▸ WORK TO COMPLETE
Every line of the data is to be transcribed as it stands.

▸ EXERCISE MATERIALS
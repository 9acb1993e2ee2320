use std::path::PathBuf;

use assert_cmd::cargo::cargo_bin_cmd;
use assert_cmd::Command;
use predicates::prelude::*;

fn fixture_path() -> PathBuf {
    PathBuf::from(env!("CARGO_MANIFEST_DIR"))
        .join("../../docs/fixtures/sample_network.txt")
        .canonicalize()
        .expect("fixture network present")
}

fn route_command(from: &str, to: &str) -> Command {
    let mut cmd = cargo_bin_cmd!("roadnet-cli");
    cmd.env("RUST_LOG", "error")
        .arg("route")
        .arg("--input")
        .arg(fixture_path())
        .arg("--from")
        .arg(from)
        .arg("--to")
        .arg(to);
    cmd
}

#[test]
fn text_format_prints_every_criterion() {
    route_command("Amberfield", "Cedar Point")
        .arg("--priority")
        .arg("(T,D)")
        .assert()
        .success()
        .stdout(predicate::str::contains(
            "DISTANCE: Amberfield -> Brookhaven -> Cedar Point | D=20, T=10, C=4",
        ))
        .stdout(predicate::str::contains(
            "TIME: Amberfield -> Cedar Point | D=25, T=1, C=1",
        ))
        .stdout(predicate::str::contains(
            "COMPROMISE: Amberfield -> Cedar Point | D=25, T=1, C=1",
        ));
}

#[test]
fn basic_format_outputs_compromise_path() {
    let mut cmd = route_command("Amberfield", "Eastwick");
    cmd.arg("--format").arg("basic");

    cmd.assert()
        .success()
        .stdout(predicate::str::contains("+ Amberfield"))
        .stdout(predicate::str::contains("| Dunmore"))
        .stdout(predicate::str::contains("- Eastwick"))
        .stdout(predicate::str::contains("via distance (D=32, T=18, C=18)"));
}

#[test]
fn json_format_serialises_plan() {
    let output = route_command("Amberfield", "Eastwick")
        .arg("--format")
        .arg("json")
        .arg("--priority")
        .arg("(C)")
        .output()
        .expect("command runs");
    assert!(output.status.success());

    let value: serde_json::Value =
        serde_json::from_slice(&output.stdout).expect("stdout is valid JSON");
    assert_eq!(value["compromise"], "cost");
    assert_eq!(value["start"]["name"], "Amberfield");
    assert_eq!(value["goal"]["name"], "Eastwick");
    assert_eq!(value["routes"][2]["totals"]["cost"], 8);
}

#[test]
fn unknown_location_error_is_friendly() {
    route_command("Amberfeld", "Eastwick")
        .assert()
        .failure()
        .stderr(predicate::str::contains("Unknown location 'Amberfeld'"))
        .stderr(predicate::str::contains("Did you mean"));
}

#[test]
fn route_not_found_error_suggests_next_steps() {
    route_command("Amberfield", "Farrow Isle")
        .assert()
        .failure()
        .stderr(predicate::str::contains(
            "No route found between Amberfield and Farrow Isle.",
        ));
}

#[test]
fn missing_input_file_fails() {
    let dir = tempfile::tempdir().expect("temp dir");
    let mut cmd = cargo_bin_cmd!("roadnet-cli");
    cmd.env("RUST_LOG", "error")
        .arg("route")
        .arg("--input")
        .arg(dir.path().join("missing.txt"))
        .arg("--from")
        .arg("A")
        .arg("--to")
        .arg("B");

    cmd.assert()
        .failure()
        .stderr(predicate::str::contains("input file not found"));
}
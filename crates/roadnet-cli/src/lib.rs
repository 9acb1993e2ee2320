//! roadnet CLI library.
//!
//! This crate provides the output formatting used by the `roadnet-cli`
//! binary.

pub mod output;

▸ ANSWER TO THIS TASK
repository 9acb1993e2ee2320
use std::path::PathBuf;

use assert_cmd::cargo::cargo_bin_cmd;
use assert_cmd::Command;
use predicates::prelude::*;

fn fixture_path() -> PathBuf {
    PathBuf::from(env!("CARGO_MANIFEST_DIR"))
        .join("../../docs/fixtures/sample_network.txt")
        .canonicalize()
        .expect("fixture network present")
}

fn route_command(from: &str, to: &str) -> Command {
    let mut cmd = cargo_bin_cmd!("roadnet-cli");
    cmd.env("RUST_LOG", "error")
        .arg("route")
        .arg("--input")
        .arg(fixture_path())
        .arg("--from")
        .arg(from)
        .arg("--to")
        .arg(to);
    cmd
}

#[test]
fn text_format_prints_every_criterion() {
    route_command("Amberfield", "Cedar Point")
        .arg("--priority")
        .arg("(T,D)")
        .assert()
        .success()
        .stdout(predicate::str::contains(
            "DISTANCE: Amberfield -> Brookhaven -> Cedar Point | D=20, T=10, C=4",
        ))
        .stdout(predicate::str::contains(
            "TIME: Amberfield -> Cedar Point | D=25, T=1, C=1",
        ))
        .stdout(predicate::str::contains(
            "COMPROMISE: Amberfield -> Cedar Point | D=25, T=1, C=1",
        ));
}

#[test]
fn basic_format_outputs_compromise_path() {
    let mut cmd = route_command("Amberfield", "Eastwick");
    cmd.arg("--format").arg("basic");

    cmd.assert()
        .success()
        .stdout(predicate::str::contains("+ Amberfield"))
        .stdout(predicate::str::contains("| Dunmore"))
        .stdout(predicate::str::contains("- Eastwick"))
        .stdout(predicate::str::contains("via distance (D=32, T=18, C=18)"));
}

#[test]
fn json_format_serialises_plan() {
    let output = route_command("Amberfield", "Eastwick")
        .arg("--format")
        .arg("json")
        .arg("--priority")
        .arg("(C)")
        .output()
        .expect("command runs");
    assert!(output.status.success());

    let value: serde_json::Value =
        serde_json::from_slice(&output.stdout).expect("stdout is valid JSON");
    assert_eq!(value["compromise"], "cost");
    assert_eq!(value["start"]["name"], "Amberfield");
    assert_eq!(value["goal"]["name"], "Eastwick");
    assert_eq!(value["routes"][2]["totals"]["cost"], 8);
}

#[test]
fn unknown_location_error_is_friendly() {
    route_command("Amberfeld", "Eastwick")
        .assert()
        .failure()
        .stderr(predicate::str::contains("Unknown location 'Amberfeld'"))
        .stderr(predicate::str::contains("Did you mean"));
}

#[test]
fn route_not_found_error_suggests_next_steps() {
    route_command("Amberfield", "Farrow Isle")
        .assert()
        .failure()
        .stderr(predicate::str::contains(
            "No route found between Amberfield and Farrow Isle.",
        ));
}

#[test]
fn missing_input_file_fails() {
    let dir = tempfile::tempdir().expect("temp dir");
    let mut cmd = cargo_bin_cmd!("roadnet-cli");
    cmd.env("RUST_LOG", "error")
        .arg("route")
        .arg("--input")
        .arg(dir.path().join("missing.txt"))
        .arg("--from")
        .arg("A")
        .arg("--to")
        .arg("B");

    cmd.assert()
        .failure()
        .stderr(predicate::str::contains("input file not found"));
}
filename crates/roadnet-cli/src/lib.rs
repository 9acb1993e2ee2320
//! roadnet CLI library.
//!
//! This crate provides the output formatting used by the `roadnet-cli`
//! binary.

pub mod output;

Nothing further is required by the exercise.